Required action -> Look through the data below and work out how many lines hold "stdout"; state only the number.
[Extracted data — start]
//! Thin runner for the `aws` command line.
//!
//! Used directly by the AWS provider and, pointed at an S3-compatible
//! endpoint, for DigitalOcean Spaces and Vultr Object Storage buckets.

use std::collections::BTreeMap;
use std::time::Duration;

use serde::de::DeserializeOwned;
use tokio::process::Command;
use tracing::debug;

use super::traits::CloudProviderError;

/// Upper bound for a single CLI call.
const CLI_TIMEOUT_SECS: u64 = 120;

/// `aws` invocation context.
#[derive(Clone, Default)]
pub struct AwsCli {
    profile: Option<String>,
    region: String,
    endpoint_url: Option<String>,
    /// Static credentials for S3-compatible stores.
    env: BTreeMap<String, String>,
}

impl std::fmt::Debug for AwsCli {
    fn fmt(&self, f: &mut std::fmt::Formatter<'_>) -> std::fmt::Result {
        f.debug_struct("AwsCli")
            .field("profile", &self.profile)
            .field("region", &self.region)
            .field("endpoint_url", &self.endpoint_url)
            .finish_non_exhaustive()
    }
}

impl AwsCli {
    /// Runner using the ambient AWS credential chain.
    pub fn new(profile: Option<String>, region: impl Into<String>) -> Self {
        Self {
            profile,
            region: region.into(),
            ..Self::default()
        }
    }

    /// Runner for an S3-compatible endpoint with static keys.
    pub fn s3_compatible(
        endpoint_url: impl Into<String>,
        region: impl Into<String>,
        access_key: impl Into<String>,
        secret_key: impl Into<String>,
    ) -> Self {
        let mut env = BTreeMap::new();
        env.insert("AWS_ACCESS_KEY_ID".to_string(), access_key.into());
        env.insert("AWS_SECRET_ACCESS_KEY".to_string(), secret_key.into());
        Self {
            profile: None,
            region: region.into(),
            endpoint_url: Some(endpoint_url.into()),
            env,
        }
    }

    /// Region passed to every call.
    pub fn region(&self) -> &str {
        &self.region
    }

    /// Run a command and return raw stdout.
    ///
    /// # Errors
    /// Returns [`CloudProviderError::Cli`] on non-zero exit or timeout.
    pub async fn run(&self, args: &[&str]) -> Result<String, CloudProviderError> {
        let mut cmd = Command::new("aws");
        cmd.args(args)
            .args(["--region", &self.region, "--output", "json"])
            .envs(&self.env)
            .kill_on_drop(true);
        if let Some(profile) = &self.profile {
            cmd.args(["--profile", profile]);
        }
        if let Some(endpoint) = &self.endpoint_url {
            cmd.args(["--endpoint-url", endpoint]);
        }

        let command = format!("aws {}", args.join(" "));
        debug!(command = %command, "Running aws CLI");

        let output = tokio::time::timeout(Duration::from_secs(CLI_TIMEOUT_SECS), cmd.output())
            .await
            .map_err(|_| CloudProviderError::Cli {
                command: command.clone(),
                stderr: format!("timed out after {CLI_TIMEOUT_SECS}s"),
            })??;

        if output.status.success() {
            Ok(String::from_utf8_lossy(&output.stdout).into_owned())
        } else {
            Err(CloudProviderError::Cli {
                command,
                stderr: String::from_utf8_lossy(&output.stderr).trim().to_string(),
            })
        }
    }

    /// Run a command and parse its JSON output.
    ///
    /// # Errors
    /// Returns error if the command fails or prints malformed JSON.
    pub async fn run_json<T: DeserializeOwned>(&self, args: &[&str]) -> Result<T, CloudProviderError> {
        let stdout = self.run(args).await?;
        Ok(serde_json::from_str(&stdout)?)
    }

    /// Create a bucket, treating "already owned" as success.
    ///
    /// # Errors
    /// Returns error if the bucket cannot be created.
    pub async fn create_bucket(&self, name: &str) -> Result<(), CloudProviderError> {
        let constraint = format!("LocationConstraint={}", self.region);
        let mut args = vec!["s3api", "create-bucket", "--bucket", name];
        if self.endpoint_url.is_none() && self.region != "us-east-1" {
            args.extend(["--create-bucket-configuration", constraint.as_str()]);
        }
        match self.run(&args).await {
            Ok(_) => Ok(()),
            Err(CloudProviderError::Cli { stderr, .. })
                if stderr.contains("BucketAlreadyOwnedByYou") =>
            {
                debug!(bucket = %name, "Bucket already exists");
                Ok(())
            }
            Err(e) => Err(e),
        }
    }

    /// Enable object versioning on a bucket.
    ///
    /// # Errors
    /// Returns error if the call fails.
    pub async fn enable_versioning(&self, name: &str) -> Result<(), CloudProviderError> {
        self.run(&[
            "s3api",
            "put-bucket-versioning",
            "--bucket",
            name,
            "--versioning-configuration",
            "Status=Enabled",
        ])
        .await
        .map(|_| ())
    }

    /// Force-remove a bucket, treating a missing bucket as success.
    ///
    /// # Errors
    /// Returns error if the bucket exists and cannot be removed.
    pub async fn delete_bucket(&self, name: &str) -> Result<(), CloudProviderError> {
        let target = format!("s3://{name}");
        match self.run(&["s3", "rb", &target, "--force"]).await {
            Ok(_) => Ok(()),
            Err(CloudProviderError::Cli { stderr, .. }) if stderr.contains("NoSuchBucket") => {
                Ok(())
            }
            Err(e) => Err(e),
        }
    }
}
[Extracted data — finish]
Output of the exercise -> 4